[Stored items]
━━━

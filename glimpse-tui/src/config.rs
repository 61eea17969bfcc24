/// Server URL used when neither the CLI flag nor the environment
/// provides one.
pub const DEFAULT_SERVER_URL: &str = "https://glimpse-feed.fly.dev/api";

/// Determine the server URL: CLI flag > GLIMPSE_SERVER_URL > default.
pub fn determine_server_url(cli_override: Option<String>) -> String {
    if let Some(url) = cli_override {
        return normalize_url(url);
    }
    match std::env::var("GLIMPSE_SERVER_URL") {
        Ok(url) if !url.trim().is_empty() => normalize_url(url),
        _ => DEFAULT_SERVER_URL.to_string(),
    }
}

fn normalize_url(url: String) -> String {
    url.trim().trim_end_matches('/').to_string()
}
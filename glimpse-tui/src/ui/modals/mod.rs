// Modal rendering modules
mod comments;
mod utils;

pub use comments::*;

━━━

Task to complete: Print every entry exactly.

Result below:
filename glimpse-tui/src/config.rs
repository 61eea17969bfcc24
/// Server URL used when neither the CLI flag nor the environment
/// provides one.
pub const DEFAULT_SERVER_URL: &str = "https://glimpse-feed.fly.dev/api";

/// Determine the server URL: CLI flag > GLIMPSE_SERVER_URL > default.
pub fn determine_server_url(cli_override: Option<String>) -> String {
    if let Some(url) = cli_override {
        return normalize_url(url);
    }
    match std::env::var("GLIMPSE_SERVER_URL") {
        Ok(url) if !url.trim().is_empty() => normalize_url(url),
        _ => DEFAULT_SERVER_URL.to_string(),
    }
}

fn normalize_url(url: String) -> String {
    url.trim().trim_end_matches('/').to_string()
}
filename glimpse-tui/src/ui/modals/mod.rs
// Modal rendering modules
mod comments;
mod utils;

pub use comments::*;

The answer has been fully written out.